State Department Misses Court-Imposed Clinton E-mail Deadline

Clinton testifies on Capitol Hill in October. (Chip Somodevilla/Getty)

The State Department has failed to meet a court-imposed deadline for the release of around 9,000 pages of Hillary Clinton’s official e-mails by the end of December, and will instead publish just 5,500 pages later today.

“We have worked diligently to come as close to the goal as possible, but with the large number of documents involved and the holiday schedule we have not met the goal this month,” read a State Department press release sent out Thursday morning.

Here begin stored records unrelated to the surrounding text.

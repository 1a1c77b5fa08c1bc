//! Cardholder-to-merchant distance on the WGS-84 ellipsoid.

use crate::error::ValidationError;
use crate::types::Coordinates;

const WGS84_A: f64 = 6_378_137.0;
const WGS84_F: f64 = 1.0 / 298.257_223_563;
const WGS84_B: f64 = WGS84_A * (1.0 - WGS84_F);
const MEAN_EARTH_RADIUS_KM: f64 = 6_371.008_8;

/// Geodesic distance using Vincenty's inverse formula.
///
/// Nearly antipodal pairs, where the iteration does not converge, fall back to
/// the haversine distance on the mean-radius sphere.
#[derive(Debug, Clone)]
pub struct GeoDistanceCalculator {
    max_iterations: usize,
    tolerance: f64,
}

impl GeoDistanceCalculator {
    pub fn new() -> Self {
        Self {
            max_iterations: 200,
            tolerance: 1e-12,
        }
    }

    /// Validate both points, then compute the distance in kilometers.
    pub fn distance_checked(&self, home: Coordinates, merchant: Coordinates) -> Result<f64, ValidationError> {
        let home = Coordinates::new("home", home.lat, home.lon)?;
        let merchant = Coordinates::new("merchant", merchant.lat, merchant.lon)?;
        Ok(self.distance_km(home, merchant))
    }

    /// Distance in kilometers between two already-validated points.
    pub fn distance_km(&self, a: Coordinates, b: Coordinates) -> f64 {
        if a == b {
            return 0.0;
        }
        self.vincenty_km(a, b).unwrap_or_else(|| haversine_km(a, b))
    }

    fn vincenty_km(&self, a: Coordinates, b: Coordinates) -> Option<f64> {
        let l = (b.lon - a.lon).to_radians();
        let u1 = ((1.0 - WGS84_F) * a.lat.to_radians().tan()).atan();
        let u2 = ((1.0 - WGS84_F) * b.lat.to_radians().tan()).atan();
        let (sin_u1, cos_u1) = u1.sin_cos();
        let (sin_u2, cos_u2) = u2.sin_cos();

        let mut lambda = l;
        for _ in 0..self.max_iterations {
            let (sin_lambda, cos_lambda) = lambda.sin_cos();
            let sin_sigma = ((cos_u2 * sin_lambda).powi(2)
                + (cos_u1 * sin_u2 - sin_u1 * cos_u2 * cos_lambda).powi(2))
            .sqrt();
            if sin_sigma == 0.0 {
                return Some(0.0);
            }
            let cos_sigma = sin_u1 * sin_u2 + cos_u1 * cos_u2 * cos_lambda;
            let sigma = sin_sigma.atan2(cos_sigma);
            let sin_alpha = cos_u1 * cos_u2 * sin_lambda / sin_sigma;
            let cos_sq_alpha = 1.0 - sin_alpha * sin_alpha;
            // equatorial line: cos_sq_alpha == 0
            let cos_2sigma_m = if cos_sq_alpha != 0.0 {
                cos_sigma - 2.0 * sin_u1 * sin_u2 / cos_sq_alpha
            } else {
                0.0
            };
            let c = WGS84_F / 16.0 * cos_sq_alpha * (4.0 + WGS84_F * (4.0 - 3.0 * cos_sq_alpha));
            let previous = lambda;
            lambda = l
                + (1.0 - c)
                    * WGS84_F
                    * sin_alpha
                    * (sigma
                        + c * sin_sigma
                            * (cos_2sigma_m + c * cos_sigma * (-1.0 + 2.0 * cos_2sigma_m.powi(2))));

            if (lambda - previous).abs() < self.tolerance {
                let u_sq = cos_sq_alpha * (WGS84_A.powi(2) - WGS84_B.powi(2)) / WGS84_B.powi(2);
                let big_a =
                    1.0 + u_sq / 16384.0 * (4096.0 + u_sq * (-768.0 + u_sq * (320.0 - 175.0 * u_sq)));
                let big_b = u_sq / 1024.0 * (256.0 + u_sq * (-128.0 + u_sq * (74.0 - 47.0 * u_sq)));
                let delta_sigma = big_b
                    * sin_sigma
                    * (cos_2sigma_m
                        + big_b / 4.0
                            * (cos_sigma * (-1.0 + 2.0 * cos_2sigma_m.powi(2))
                                - big_b / 6.0
                                    * cos_2sigma_m
                                    * (-3.0 + 4.0 * sin_sigma.powi(2))
                                    * (-3.0 + 4.0 * cos_2sigma_m.powi(2))));
                let meters = WGS84_B * big_a * (sigma - delta_sigma);
                return Some(meters / 1000.0);
            }
        }
        None
    }
}

impl Default for GeoDistanceCalculator {
    fn default() -> Self {
        Self::new()
    }
}

/// Great-circle distance on a sphere of mean Earth radius, in kilometers.
pub fn haversine_km(a: Coordinates, b: Coordinates) -> f64 {
    let d_lat = (b.lat - a.lat).to_radians();
    let d_lon = (b.lon - a.lon).to_radians();
    let h = (d_lat / 2.0).sin().powi(2)
        + a.lat.to_radians().cos() * b.lat.to_radians().cos() * (d_lon / 2.0).sin().powi(2);
    2.0 * MEAN_EARTH_RADIUS_KM * h.sqrt().min(1.0).asin()
}

#[cfg(test)]
mod tests {
    use super::*;
    use proptest::prelude::*;

    fn point(lat: f64, lon: f64) -> Coordinates {
        Coordinates { lat, lon }
    }

    #[test]
    fn test_identical_points_are_zero() {
        let calc = GeoDistanceCalculator::new();
        let p = point(36.08, -81.18);
        assert_eq!(calc.distance_km(p, p), 0.0);
    }

    #[test]
    fn test_known_city_pair() {
        // Newport, RI to Cleveland, OH: 866.455 km on WGS-84
        let calc = GeoDistanceCalculator::new();
        let d = calc.distance_km(point(41.49008, -71.312796), point(41.499498, -81.695391));
        assert!((d - 866.455).abs() / 866.455 < 0.005, "distance {d}");
    }

    #[test]
    fn test_one_degree_along_equator() {
        let calc = GeoDistanceCalculator::new();
        let d = calc.distance_km(point(0.0, 0.0), point(0.0, 1.0));
        assert!((d - 111.319_49).abs() < 1e-3, "distance {d}");
    }

    #[test]
    fn test_antipodal_falls_back_to_sphere() {
        let calc = GeoDistanceCalculator::new();
        let d = calc.distance_km(point(0.0, 0.0), point(0.5, 179.7));
        assert!(d.is_finite());
        assert!(d > 19_000.0 && d < 20_100.0, "distance {d}");
    }

    #[test]
    fn test_invalid_coordinates_rejected() {
        let calc = GeoDistanceCalculator::new();
        let err = calc
            .distance_checked(point(45.0, 10.0), point(12.0, 181.0))
            .unwrap_err();
        assert!(matches!(
            err,
            ValidationError::CoordinateOutOfRange { field: "merchant", .. }
        ));
    }

    proptest! {
        #[test]
        fn prop_distance_is_symmetric_and_close_to_sphere(
            lat1 in -80.0f64..80.0,
            lon1 in -179.0f64..179.0,
            dlat in -5.0f64..5.0,
            dlon in -5.0f64..5.0,
        ) {
            let calc = GeoDistanceCalculator::new();
            let a = point(lat1, lon1);
            let b = point((lat1 + dlat).clamp(-90.0, 90.0), (lon1 + dlon).clamp(-180.0, 180.0));

            let ab = calc.distance_km(a, b);
            let ba = calc.distance_km(b, a);
            prop_assert!((ab - ba).abs() <= 1e-6 * ab.max(1.0));
            prop_assert_eq!(calc.distance_km(a, a), 0.0);

            if ab > 1.0 {
                let sphere = haversine_km(a, b);
                prop_assert!((ab - sphere).abs() / ab < 0.01);
            }
        }
    }
}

In addition to falling short of their monthly document-production benchmark, the State Department revealed that the e-mails they do release will be less easily searchable than in past months. Critical information such as the subject line, sender, and recipient of each of the 5,500 emails apparently wasn’t entered into the State Department’s online database, which will make it more difficult for reporters to sift through Clinton’s correspondence and pinpoint interesting or important messages.

The State Department’s failure to keep to their legally mandated timetable for releasing Clinton’s e-mails has been an ongoing subplot in the scandal surrounding her use of a private, unsecured server at Foggy Bottom. The department also missed its benchmark in July, leading to accusations that the officials in charge of reviewing the e-mails were impeding their production in order to protect Clinton. Additional officials were assigned to review the messages after that deadline was missed.

— Brendan Bordelon is a political reporter for National Review.